As far as The Hand Maid’s Tale is concerned, Margaret Atwood has said she wrote the novel in light of the subjugation of women in Iran and Afghanistan. She does, I think, a masterful job of recreating that experience for American and European readers. It’s much easier to emphasize with Offred, the protagonist, because she is of our world. We experience her shame and helplessness with her. In addition, the central of the novel is a positive one: human love is unconquerable and very much worth dying for.

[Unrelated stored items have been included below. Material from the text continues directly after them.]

use std::{future::Future, pin::Pin, sync::Arc};

use sqlx::{
    Connection, Executor, PgPool,
    postgres::{PgConnectOptions, PgQueryResult, PgRow},
};

use sea_query::Values;
use sea_query_binder::SqlxValues;
use tracing::instrument;

use crate::{
    AccessMode, ConnectOptions, DatabaseConnection, DatabaseTransaction, DbBackend, DbErr,
    ExecResult, ExecResultHolder, IsolationLevel, QueryResult, QueryResultRow, Statement,
    TransactionError, debug_print, error::*,
};

/// Defines the [sqlx::postgres] connector
#[derive(Debug)]
pub struct SqlxPostgresConnector;

/// Defines a sqlx PostgreSQL pool
#[derive(Clone)]
pub struct SqlxPostgresPoolConnection {
    pub(crate) pool: PgPool,
    metric_callback: Option<crate::metric::Callback>,
}

impl std::fmt::Debug for SqlxPostgresPoolConnection {
    fn fmt(&self, f: &mut std::fmt::Formatter<'_>) -> std::fmt::Result {
        write!(f, "SqlxPostgresPoolConnection {{ pool: {:?} }}", self.pool)
    }
}

impl SqlxPostgresConnector {
    /// Check if the URI provided corresponds to `postgres://` for a PostgreSQL database
    pub fn accepts(string: &str) -> bool {
        DbBackend::Postgres.is_prefix_of(string)
    }

    /// Add configuration options for the PostgreSQL database
    #[instrument(level = "trace")]
    pub async fn connect(options: ConnectOptions) -> Result<DatabaseConnection, DbErr> {
        let mut opt = options
            .url
            .parse::<PgConnectOptions>()
            .map_err(sqlx_error_to_conn_err)?;
        use sqlx::ConnectOptions as _;
        if !options.sqlx_logging {
            opt = opt.disable_statement_logging();
        } else {
            opt = opt.log_statements(options.sqlx_logging_level);
            if options.sqlx_slow_statements_logging_level != log::LevelFilter::Off {
                opt = opt.log_slow_statements(
                    options.sqlx_slow_statements_logging_level,
                    options.sqlx_slow_statements_logging_threshold,
                );
            }
        }
        let pool = if options.connect_lazy {
            options.sqlx_pool_options().connect_lazy_with(opt)
        } else {
            options
                .sqlx_pool_options()
                .connect_with(opt)
                .await
                .map_err(sqlx_error_to_conn_err)?
        };
        Ok(DatabaseConnection::SqlxPostgresPoolConnection(
            SqlxPostgresPoolConnection {
                pool,
                metric_callback: None,
            },
        ))
    }

    /// Instantiate a sqlx pool connection to a [DatabaseConnection]
    pub fn from_sqlx_postgres_pool(pool: PgPool) -> DatabaseConnection {
        DatabaseConnection::SqlxPostgresPoolConnection(SqlxPostgresPoolConnection {
            pool,
            metric_callback: None,
        })
    }
}

impl SqlxPostgresPoolConnection {
    /// Execute a [Statement] on a PostgreSQL backend
    #[instrument(level = "trace")]
    pub async fn execute(&self, stmt: Statement) -> Result<ExecResult, DbErr> {
        debug_print!("{}", stmt);

        let query = sqlx_query(&stmt);
        let mut conn = self
            .pool
            .acquire()
            .await
            .map_err(sqlx_error_to_acquire_err)?;
        crate::metric::metric!(self.metric_callback, &stmt, {
            match query.execute(&mut *conn).await {
                Ok(res) => Ok(res.into()),
                Err(err) => Err(sqlx_error_to_exec_err(err)),
            }
        })
    }

    /// Get one result from a SQL query. Returns [Option::None] if no match was found
    #[instrument(level = "trace")]
    pub async fn query_one(&self, stmt: Statement) -> Result<Option<QueryResult>, DbErr> {
        debug_print!("{}", stmt);

        let query = sqlx_query(&stmt);
        let mut conn = self
            .pool
            .acquire()
            .await
            .map_err(sqlx_error_to_acquire_err)?;
        crate::metric::metric!(self.metric_callback, &stmt, {
            match query.fetch_one(&mut *conn).await {
                Ok(row) => Ok(Some(row.into())),
                Err(sqlx::Error::RowNotFound) => Ok(None),
                Err(err) => Err(sqlx_error_to_query_err(err)),
            }
        })
    }

    /// Get the results of a query returning them as a Vec<[QueryResult]>
    #[instrument(level = "trace")]
    pub async fn query_all(&self, stmt: Statement) -> Result<Vec<QueryResult>, DbErr> {
        debug_print!("{}", stmt);

        let query = sqlx_query(&stmt);
        let mut conn = self
            .pool
            .acquire()
            .await
            .map_err(sqlx_error_to_acquire_err)?;
        crate::metric::metric!(self.metric_callback, &stmt, {
            match query.fetch_all(&mut *conn).await {
                Ok(rows) => Ok(rows.into_iter().map(|r| r.into()).collect()),
                Err(err) => Err(sqlx_error_to_query_err(err)),
            }
        })
    }

    /// Bundle a set of SQL statements that execute together
    #[instrument(level = "trace")]
    pub async fn begin(
        &self,
        isolation_level: Option<IsolationLevel>,
        access_mode: Option<AccessMode>,
    ) -> Result<DatabaseTransaction, DbErr> {
        let conn = self
            .pool
            .acquire()
            .await
            .map_err(sqlx_error_to_acquire_err)?;
        DatabaseTransaction::new_postgres(
            conn,
            self.metric_callback.clone(),
            isolation_level,
            access_mode,
        )
        .await
    }

    /// Create a PostgreSQL transaction
    #[instrument(level = "trace", skip(callback))]
    pub async fn transaction<F, T, E>(
        &self,
        callback: F,
        isolation_level: Option<IsolationLevel>,
        access_mode: Option<AccessMode>,
    ) -> Result<T, TransactionError<E>>
    where
        F: for<'b> FnOnce(
                &'b DatabaseTransaction,
            ) -> Pin<Box<dyn Future<Output = Result<T, E>> + Send + 'b>>
            + Send,
        T: Send,
        E: std::error::Error + Send,
    {
        let conn = self
            .pool
            .acquire()
            .await
            .map_err(|e| TransactionError::Connection(sqlx_error_to_acquire_err(e)))?;
        let transaction = DatabaseTransaction::new_postgres(
            conn,
            self.metric_callback.clone(),
            isolation_level,
            access_mode,
        )
        .await
        .map_err(TransactionError::Connection)?;
        transaction.run(callback).await
    }

    /// Checks if a connection to the database is still valid
    pub async fn ping(&self) -> Result<(), DbErr> {
        let mut conn = self
            .pool
            .acquire()
            .await
            .map_err(sqlx_error_to_acquire_err)?;
        conn.ping().await.map_err(sqlx_error_to_conn_err)
    }

    /// Explicitly close the PostgreSQL connection
    pub async fn close(self) -> Result<(), DbErr> {
        self.pool.close().await;
        Ok(())
    }

    /// Set a metric callback on this connection
    pub fn set_metric_callback<F>(&mut self, callback: F)
    where
        F: Fn(&crate::metric::Info<'_>) + Send + Sync + 'static,
    {
        self.metric_callback = Some(Arc::new(callback));
    }
}

impl From<PgRow> for QueryResult {
    fn from(row: PgRow) -> QueryResult {
        QueryResult {
            row: QueryResultRow::SqlxPostgres(row),
        }
    }
}

impl From<PgQueryResult> for ExecResult {
    fn from(result: PgQueryResult) -> ExecResult {
        ExecResult {
            result: ExecResultHolder::SqlxPostgres(result),
        }
    }
}

pub(crate) fn sqlx_query(stmt: &Statement) -> sqlx::query::Query<'_, sqlx::Postgres, SqlxValues> {
    let values = stmt.values.clone().unwrap_or_else(|| Values(Vec::new()));
    sqlx::query_with(&stmt.sql, SqlxValues(values))
}

pub(crate) async fn set_transaction_config(
    conn: &mut sqlx::PgConnection,
    isolation_level: Option<IsolationLevel>,
    access_mode: Option<AccessMode>,
) -> Result<(), DbErr> {
    if let Some(isolation_level) = isolation_level {
        let stmt = format!("SET TRANSACTION ISOLATION LEVEL {isolation_level}");
        conn.execute(stmt.as_str())
            .await
            .map_err(sqlx_error_to_exec_err)?;
    }
    if let Some(access_mode) = access_mode {
        let stmt = format!("SET TRANSACTION {access_mode}");
        conn.execute(stmt.as_str())
            .await
            .map_err(sqlx_error_to_exec_err)?;
    }
    Ok(())
}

Ah, there it is again, that word dying.
She says, ‘But in contentment I still feel
The need of some imperishable bliss.’
Death is the mother of beauty; hence from her,
Alone, shall come fulfillment to our dreams
And our desires. Although she strews the leaves
Of sure obliteration on our paths,
The path sick sorrow took, the many paths
Where triumph rang its brassy phrase, or love
Whispered a little out of tenderness,
She makes the willow shiver in the sun
For maidens who were wont to sit and gaze
Upon the grass, relinquished to their feet.
She causes boys to pile new plums and pears
On disregarded plate. The maidens taste
And stray impassioned in the littering leaves.
I would also add that a life of reading great literature helps in a way to face death’s awful but necessary reality because as Hamlet himself says, “If it be now, ’tis not to come. If it be not to come, it will be now. If it be not now, yet it will come—the readiness is all.”
By the way, we are going with The Hand Maid’s Tale.